De hecho, la plasmé en la conferencia inaugural del III Congreso Internacional de Atención Farmacéutica en Caracas, y ahora le he dado forma en un artículo más extenso, como alguna vez he hecho en estas páginas (La atención farmacéutica y la buena suerte, La atención farmacéutica en la Sagrada Biblia, Los farmacéuticos y sus siete zapatos sucios, etc.). Al igual que algunos libros emblemáticos pueden darnos pistas sobre lo que nos pasa como profesión, también las lecciones de la vida de personajes importantes pueden servirnos de espejo en el que mirarnos cuando se necesitan cambios drásticos, y más cuando esos cambios parecen inimaginables, y mucho menos en paz.
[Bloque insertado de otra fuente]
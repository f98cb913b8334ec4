//! `yt-dlp` backed media tool

use super::log::dispatch_line;
use super::traits::{FetchRequest, MediaTool, ToolLog};
use async_trait::async_trait;
use std::ffi::OsString;
use std::path::{Path, PathBuf};
use std::process::Stdio;
use tokio::io::{AsyncBufReadExt, AsyncReadExt, BufReader};
use tokio::process::Command;

/// Output template, relative to the request workspace
const OUTPUT_TEMPLATE: &str = "%(title)s.%(ext)s";

/// Placeholder yt-dlp prints for fields it does not know
const MISSING_FIELD: &str = "NA";

/// Media tool that runs the external `yt-dlp` binary
///
/// `yt-dlp` picks the best audio stream, hands it to ffmpeg for transcoding and
/// prints the item title once the final file is in place.
///
/// # Examples
///
/// ```no_run
/// use audio_dl::tool::YtDlpTool;
/// use std::path::PathBuf;
///
/// // Explicit binary
/// let tool = YtDlpTool::new(PathBuf::from("/usr/local/bin/yt-dlp"));
///
/// // Or auto-discover from PATH
/// let tool = YtDlpTool::from_path().expect("yt-dlp not found in PATH");
/// ```
#[derive(Debug, Clone)]
pub struct YtDlpTool {
    binary_path: PathBuf,
    ffmpeg_path: Option<PathBuf>,
}

impl YtDlpTool {
    /// Create a tool with an explicit binary path
    pub fn new(binary_path: PathBuf) -> Self {
        Self {
            binary_path,
            ffmpeg_path: None,
        }
    }

    /// Attempt to find `yt-dlp` in PATH
    ///
    /// # Returns
    ///
    /// `Some(YtDlpTool)` if the binary is found, `None` otherwise.
    pub fn from_path() -> Option<Self> {
        which::which("yt-dlp").ok().map(Self::new)
    }

    /// Pass an explicit ffmpeg location to yt-dlp
    pub fn with_ffmpeg(mut self, ffmpeg_path: PathBuf) -> Self {
        self.ffmpeg_path = Some(ffmpeg_path);
        self
    }

    /// Path of the binary this tool runs
    pub fn binary_path(&self) -> &Path {
        &self.binary_path
    }

    fn args(&self, request: &FetchRequest) -> Vec<OsString> {
        let mut args: Vec<OsString> = vec![
            "--ignore-config".into(),
            "-f".into(),
            "bestaudio/best".into(),
            "--extract-audio".into(),
            "--audio-format".into(),
            request.audio_format.into(),
            "--audio-quality".into(),
            format!("{}K", request.bitrate_kbps).into(),
            "--no-playlist".into(),
            "--no-progress".into(),
            "--no-simulate".into(),
            "--print".into(),
            "after_move:title".into(),
            "-o".into(),
            request.output_dir.join(OUTPUT_TEMPLATE).into_os_string(),
        ];

        if let Some(ffmpeg) = &self.ffmpeg_path {
            args.push("--ffmpeg-location".into());
            args.push(ffmpeg.clone().into_os_string());
        }

        // Keep the URL from ever being parsed as an option
        args.push("--".into());
        args.push(request.url.clone().into());
        args
    }
}

#[async_trait]
impl MediaTool for YtDlpTool {
    async fn fetch_audio(
        &self,
        request: &FetchRequest,
        log: &dyn ToolLog,
    ) -> crate::Result<Option<String>> {
        tracing::debug!(
            binary = %self.binary_path.display(),
            url = %request.url,
            output_dir = %request.output_dir.display(),
            "running yt-dlp"
        );

        let mut child = Command::new(&self.binary_path)
            .args(self.args(request))
            .stdin(Stdio::null())
            .stdout(Stdio::piped())
            .stderr(Stdio::piped())
            .spawn()
            .map_err(|e| crate::Error::ExternalTool(format!("Failed to execute yt-dlp: {}", e)))?;

        let stdout = child.stdout.take();
        let stderr = child.stderr.take();

        let read_stdout = async move {
            let mut buf = Vec::new();
            if let Some(mut out) = stdout {
                out.read_to_end(&mut buf).await?;
            }
            Ok::<_, std::io::Error>(String::from_utf8_lossy(&buf).into_owned())
        };

        let read_stderr = async move {
            let mut seen = Vec::new();
            if let Some(err) = stderr {
                let mut lines = BufReader::new(err).lines();
                while let Some(line) = lines.next_line().await? {
                    dispatch_line(log, &line);
                    seen.push(line);
                }
            }
            Ok::<_, std::io::Error>(seen)
        };

        let (stdout, stderr, status) = tokio::join!(read_stdout, read_stderr, child.wait());
        let status = status
            .map_err(|e| crate::Error::ExternalTool(format!("Failed to wait for yt-dlp: {}", e)))?;
        let stdout = stdout?;
        let stderr = stderr?;

        if !status.success() {
            return Err(crate::Error::Extraction {
                message: failure_message(&stderr, status),
            });
        }

        Ok(parse_title(&stdout))
    }

    fn name(&self) -> &'static str {
        "yt-dlp"
    }
}

/// Extract the reported title from yt-dlp's stdout
fn parse_title(stdout: &str) -> Option<String> {
    stdout
        .lines()
        .map(str::trim)
        .rfind(|line| !line.is_empty())
        .filter(|line| *line != MISSING_FIELD)
        .map(str::to_string)
}

/// Build the error text for a failed run: the tool's `ERROR:` lines when present
fn failure_message(stderr: &[String], status: std::process::ExitStatus) -> String {
    let errors: Vec<&str> = stderr
        .iter()
        .map(|line| line.trim())
        .filter(|line| line.starts_with("ERROR:"))
        .collect();
    if !errors.is_empty() {
        return errors.join("\n");
    }

    let all: Vec<&str> = stderr
        .iter()
        .map(|line| line.trim())
        .filter(|line| !line.is_empty())
        .collect();
    if !all.is_empty() {
        return all.join("\n");
    }

    format!("yt-dlp exited with {}", status)
}
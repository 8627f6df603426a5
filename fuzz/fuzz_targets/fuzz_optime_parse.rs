//! Fuzz target for op time parsing.
//!
//! Parsing must never panic, and anything that parses must render back to a
//! string that parses to the same position.

#![no_main]

use libfuzzer_sys::fuzz_target;
use oplog_replication::OpTime;

fuzz_target!(|data: &str| {
    let Ok(op_time) = data.parse::<OpTime>() else {
        return;
    };
    let rendered = op_time.to_string();
    assert_eq!(rendered.parse::<OpTime>().ok(), Some(op_time));

    // Lag is saturating in both directions
    let _ = op_time.lag_secs(&OpTime::ZERO);
    let _ = OpTime::ZERO.lag_secs(&op_time);
});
Porque el milagro que consiguió «Madiba», como así lo llamaban en su tribu xhosa, no podría llamarse de otra forma. Quien hubiera apostado por que el desenlace del apartheid sudafricano fuera diferente al de una guerra civil habría sido tachado a buen seguro de iluso. Y aún más si quien ostentaba el liderazgo de ese movimiento llevaba más de 20 años en la cárcel, sometido a muchas crueldades físicas y psíquicas, que hubieran llenado de venganza y de odio a cualquiera.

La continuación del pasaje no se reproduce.